DIRECTIONS FOR THIS TASK
For the records that follow, say how many lines have the word "elapsed" in them. Write the number and nothing more.

Records contained in a dataset:
== == ==

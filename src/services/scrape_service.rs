// src/services/scrape_service.rs
//
// Scrape Service - per-movie pipeline and batch driver.
//
// RULES:
// - Identifier resolution completes (or definitively fails) before any
//   review extraction starts
// - One movie's failure never aborts the batch; outcomes degrade to
//   "fewer results" and land in the run summary
// - Every (movie, source) attempt is recorded in the scrape log

use std::sync::Arc;
use std::time::Instant;
use uuid::Uuid;

use crate::domain::movie::Movie;
use crate::domain::rating::{self, ReconciledRating};
use crate::domain::resolution::{ReviewSource, SourceIdentifier};
use crate::events::{
    EventBus, MovieResolved, ResolutionFailed, ReviewsCollected, ScrapeBatchCompleted,
};
use crate::integrations::imdb::ImdbScraper;
use crate::integrations::rotten_tomatoes::RottenTomatoesScraper;
use crate::repositories::{
    MovieRepository, ReviewRepository, ScrapeLogEntry, ScrapeLogRepository, ScrapeStatus,
};

#[derive(Debug, Clone)]
pub struct ScrapeConfig {
    /// Cap on IMDb user reviews per movie
    pub max_imdb_reviews: usize,

    /// Cap on reviews per Rotten Tomatoes listing endpoint
    pub max_reviews_per_endpoint: usize,

    /// Reviews shorter than this are discarded as noise
    pub min_review_chars: usize,
}

impl Default for ScrapeConfig {
    fn default() -> Self {
        Self {
            max_imdb_reviews: 50,
            max_reviews_per_endpoint: 20,
            min_review_chars: 20,
        }
    }
}

/// What happened for one movie.
#[derive(Debug, Clone)]
pub struct MovieScrapeOutcome {
    pub movie_id: Uuid,
    pub imdb: Option<SourceIdentifier>,
    pub rotten_tomatoes: Option<SourceIdentifier>,
    /// Unique reviews obtained across both sources (post-dedup)
    pub reviews_collected: usize,
    pub duplicates_discarded: usize,
    /// Rows actually written (smaller on re-runs)
    pub reviews_stored: usize,
    pub errors: Vec<String>,
}

impl MovieScrapeOutcome {
    fn new(movie_id: Uuid) -> Self {
        Self {
            movie_id,
            imdb: None,
            rotten_tomatoes: None,
            reviews_collected: 0,
            duplicates_discarded: 0,
            reviews_stored: 0,
            errors: Vec::new(),
        }
    }

    pub fn resolved_any(&self) -> bool {
        self.imdb.is_some() || self.rotten_tomatoes.is_some()
    }
}

/// Aggregate counts for a whole batch run.
#[derive(Debug, Clone, Default, PartialEq)]
pub struct ScrapeRunSummary {
    pub total_movies: usize,
    pub resolved: usize,
    pub unresolved: usize,
    pub reviews_collected: usize,
    pub duplicates_discarded: usize,
    pub errors: usize,
    pub duration_ms: u64,
}

pub struct ScrapeService {
    movie_repo: Arc<dyn MovieRepository>,
    review_repo: Arc<dyn ReviewRepository>,
    log_repo: Arc<dyn ScrapeLogRepository>,
    event_bus: Arc<EventBus>,
    config: ScrapeConfig,
}

impl ScrapeService {
    pub fn new(
        movie_repo: Arc<dyn MovieRepository>,
        review_repo: Arc<dyn ReviewRepository>,
        log_repo: Arc<dyn ScrapeLogRepository>,
        event_bus: Arc<EventBus>,
    ) -> Self {
        Self::with_config(
            movie_repo,
            review_repo,
            log_repo,
            event_bus,
            ScrapeConfig::default(),
        )
    }

    pub fn with_config(
        movie_repo: Arc<dyn MovieRepository>,
        review_repo: Arc<dyn ReviewRepository>,
        log_repo: Arc<dyn ScrapeLogRepository>,
        event_bus: Arc<EventBus>,
        config: ScrapeConfig,
    ) -> Self {
        Self {
            movie_repo,
            review_repo,
            log_repo,
            event_bus,
            config,
        }
    }

    /// Run the full pipeline for one movie: resolve each source, extract
    /// and deduplicate its reviews, persist, and log. Errors degrade the
    /// outcome instead of propagating.
    pub async fn scrape_movie(
        &self,
        imdb: &ImdbScraper,
        rotten_tomatoes: &RottenTomatoesScraper,
        movie: &Movie,
    ) -> MovieScrapeOutcome {
        let mut outcome = MovieScrapeOutcome::new(movie.id);
        self.run_imdb(imdb, movie, &mut outcome).await;
        self.run_rotten_tomatoes(rotten_tomatoes, movie, &mut outcome).await;
        outcome
    }

    async fn run_imdb(&self, imdb: &ImdbScraper, movie: &Movie, outcome: &mut MovieScrapeOutcome) {
        let started = Instant::now();
        let query = movie.query();

        let Some(identifier) = imdb.resolve(&query).await else {
            self.event_bus.emit(ResolutionFailed::new(
                movie.id,
                ReviewSource::Imdb.to_string(),
                movie.title.clone(),
            ));
            self.log(
                movie.id,
                ReviewSource::Imdb,
                ScrapeStatus::Failed,
                0,
                started,
                Some("identifier not resolved".to_string()),
            );
            return;
        };
        self.event_bus.emit(MovieResolved::new(movie.id, &identifier));
        let imdb_id = identifier.external_id.clone();
        outcome.imdb = Some(identifier);

        // Rating first: it also pins the external id on the movie row
        match imdb.scrape_rating(&imdb_id).await {
            Ok(observation) => {
                let (rating, votes, observed_at) = match &observation {
                    Some(obs) => (
                        Some(obs.value),
                        obs.vote_count,
                        obs.observed_at.unwrap_or_else(chrono::Utc::now),
                    ),
                    None => (None, None, chrono::Utc::now()),
                };
                if let Err(err) =
                    self.movie_repo
                        .update_imdb_data(movie.id, &imdb_id, rating, votes, observed_at)
                {
                    outcome.errors.push(format!("imdb rating store: {}", err));
                }
            }
            Err(err) => outcome.errors.push(format!("imdb rating: {}", err)),
        }

        let mut stored = 0usize;
        let mut collected = 0usize;
        match imdb
            .scrape_reviews(&imdb_id, self.config.max_imdb_reviews, self.config.min_review_chars)
            .await
        {
            Ok(reviews) => {
                collected = reviews.len();
                match self
                    .review_repo
                    .insert_batch(movie.id, ReviewSource::Imdb, &reviews)
                {
                    Ok(count) => stored = count,
                    Err(err) => outcome.errors.push(format!("imdb review store: {}", err)),
                }
                self.event_bus.emit(ReviewsCollected::new(
                    movie.id,
                    ReviewSource::Imdb.to_string(),
                    collected,
                    0,
                    stored,
                ));
            }
            Err(err) => outcome.errors.push(format!("imdb reviews: {}", err)),
        }
        outcome.reviews_collected += collected;
        outcome.reviews_stored += stored;

        let status = if outcome.errors.is_empty() {
            ScrapeStatus::Success
        } else {
            ScrapeStatus::Partial
        };
        self.log(
            movie.id,
            ReviewSource::Imdb,
            status,
            collected as u32,
            started,
            None,
        );
    }

    async fn run_rotten_tomatoes(
        &self,
        rotten_tomatoes: &RottenTomatoesScraper,
        movie: &Movie,
        outcome: &mut MovieScrapeOutcome,
    ) {
        let started = Instant::now();
        let errors_before = outcome.errors.len();
        let query = movie.query();

        let Some(identifier) = rotten_tomatoes.resolve(&query).await else {
            self.event_bus.emit(ResolutionFailed::new(
                movie.id,
                ReviewSource::RottenTomatoes.to_string(),
                movie.title.clone(),
            ));
            self.log(
                movie.id,
                ReviewSource::RottenTomatoes,
                ScrapeStatus::Failed,
                0,
                started,
                Some("identifier not resolved".to_string()),
            );
            return;
        };
        self.event_bus.emit(MovieResolved::new(movie.id, &identifier));
        let slug = identifier.external_id.clone();
        outcome.rotten_tomatoes = Some(identifier);

        let tomatometer = match rotten_tomatoes.scrape_score(&slug).await {
            Ok(score) => score,
            Err(err) => {
                outcome.errors.push(format!("rt score: {}", err));
                None
            }
        };
        if let Err(err) = self.movie_repo.update_rt_data(movie.id, &slug, tomatometer) {
            outcome.errors.push(format!("rt store: {}", err));
        }

        let mut collected = 0usize;
        match rotten_tomatoes
            .scrape_reviews(
                &slug,
                self.config.max_reviews_per_endpoint,
                self.config.min_review_chars,
            )
            .await
        {
            Ok(harvest) => {
                collected = harvest.reviews.len();
                outcome.duplicates_discarded += harvest.duplicates_discarded;
                let stored = match self.review_repo.insert_batch(
                    movie.id,
                    ReviewSource::RottenTomatoes,
                    &harvest.reviews,
                ) {
                    Ok(count) => count,
                    Err(err) => {
                        outcome.errors.push(format!("rt review store: {}", err));
                        0
                    }
                };
                self.event_bus.emit(ReviewsCollected::new(
                    movie.id,
                    ReviewSource::RottenTomatoes.to_string(),
                    collected,
                    harvest.duplicates_discarded,
                    stored,
                ));
                outcome.reviews_collected += collected;
                outcome.reviews_stored += stored;
            }
            Err(err) => outcome.errors.push(format!("rt reviews: {}", err)),
        }

        let status = if outcome.errors.len() == errors_before {
            ScrapeStatus::Success
        } else {
            ScrapeStatus::Partial
        };
        self.log(
            movie.id,
            ReviewSource::RottenTomatoes,
            status,
            collected as u32,
            started,
            None,
        );
    }

    /// Run a batch of movies sequentially. Each movie is isolated: its
    /// failures are absorbed into its own outcome.
    pub async fn scrape_batch(
        &self,
        imdb: &ImdbScraper,
        rotten_tomatoes: &RottenTomatoesScraper,
        movies: &[Movie],
    ) -> ScrapeRunSummary {
        let started = Instant::now();
        let mut summary = ScrapeRunSummary {
            total_movies: movies.len(),
            ..Default::default()
        };

        for movie in movies {
            let outcome = self.scrape_movie(imdb, rotten_tomatoes, movie).await;
            if outcome.resolved_any() {
                summary.resolved += 1;
            } else {
                summary.unresolved += 1;
            }
            summary.reviews_collected += outcome.reviews_collected;
            summary.duplicates_discarded += outcome.duplicates_discarded;
            summary.errors += outcome.errors.len();
            for error in &outcome.errors {
                log::warn!("'{}': {}", movie.title, error);
            }
        }

        summary.duration_ms = started.elapsed().as_millis() as u64;
        self.event_bus.emit(ScrapeBatchCompleted::new(
            summary.total_movies,
            summary.resolved,
            summary.unresolved,
            summary.reviews_collected,
            summary.errors,
            summary.duration_ms,
        ));
        log::info!(
            "batch done: {}/{} resolved, {} reviews, {} errors in {}ms",
            summary.resolved,
            summary.total_movies,
            summary.reviews_collected,
            summary.errors,
            summary.duration_ms
        );
        summary
    }

    /// Reconcile the movie's stored ratings into one recommendation.
    /// A pure projection of current state; nothing is persisted.
    pub fn reconcile_rating(&self, movie: &Movie) -> ReconciledRating {
        rating::recommend(&movie.rating_observations(), chrono::Utc::now())
    }

    fn log(
        &self,
        movie_id: Uuid,
        source: ReviewSource,
        status: ScrapeStatus,
        items: u32,
        started: Instant,
        error_message: Option<String>,
    ) {
        let entry = ScrapeLogEntry {
            movie_id: Some(movie_id),
            source: source.to_string(),
            status,
            items_collected: items,
            duration_seconds: started.elapsed().as_secs_f64(),
            error_message,
        };
        if let Err(err) = self.log_repo.record(&entry) {
            log::warn!("failed to record scrape log: {}", err);
        }
    }
}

== == ==

TASK OUTPUT
2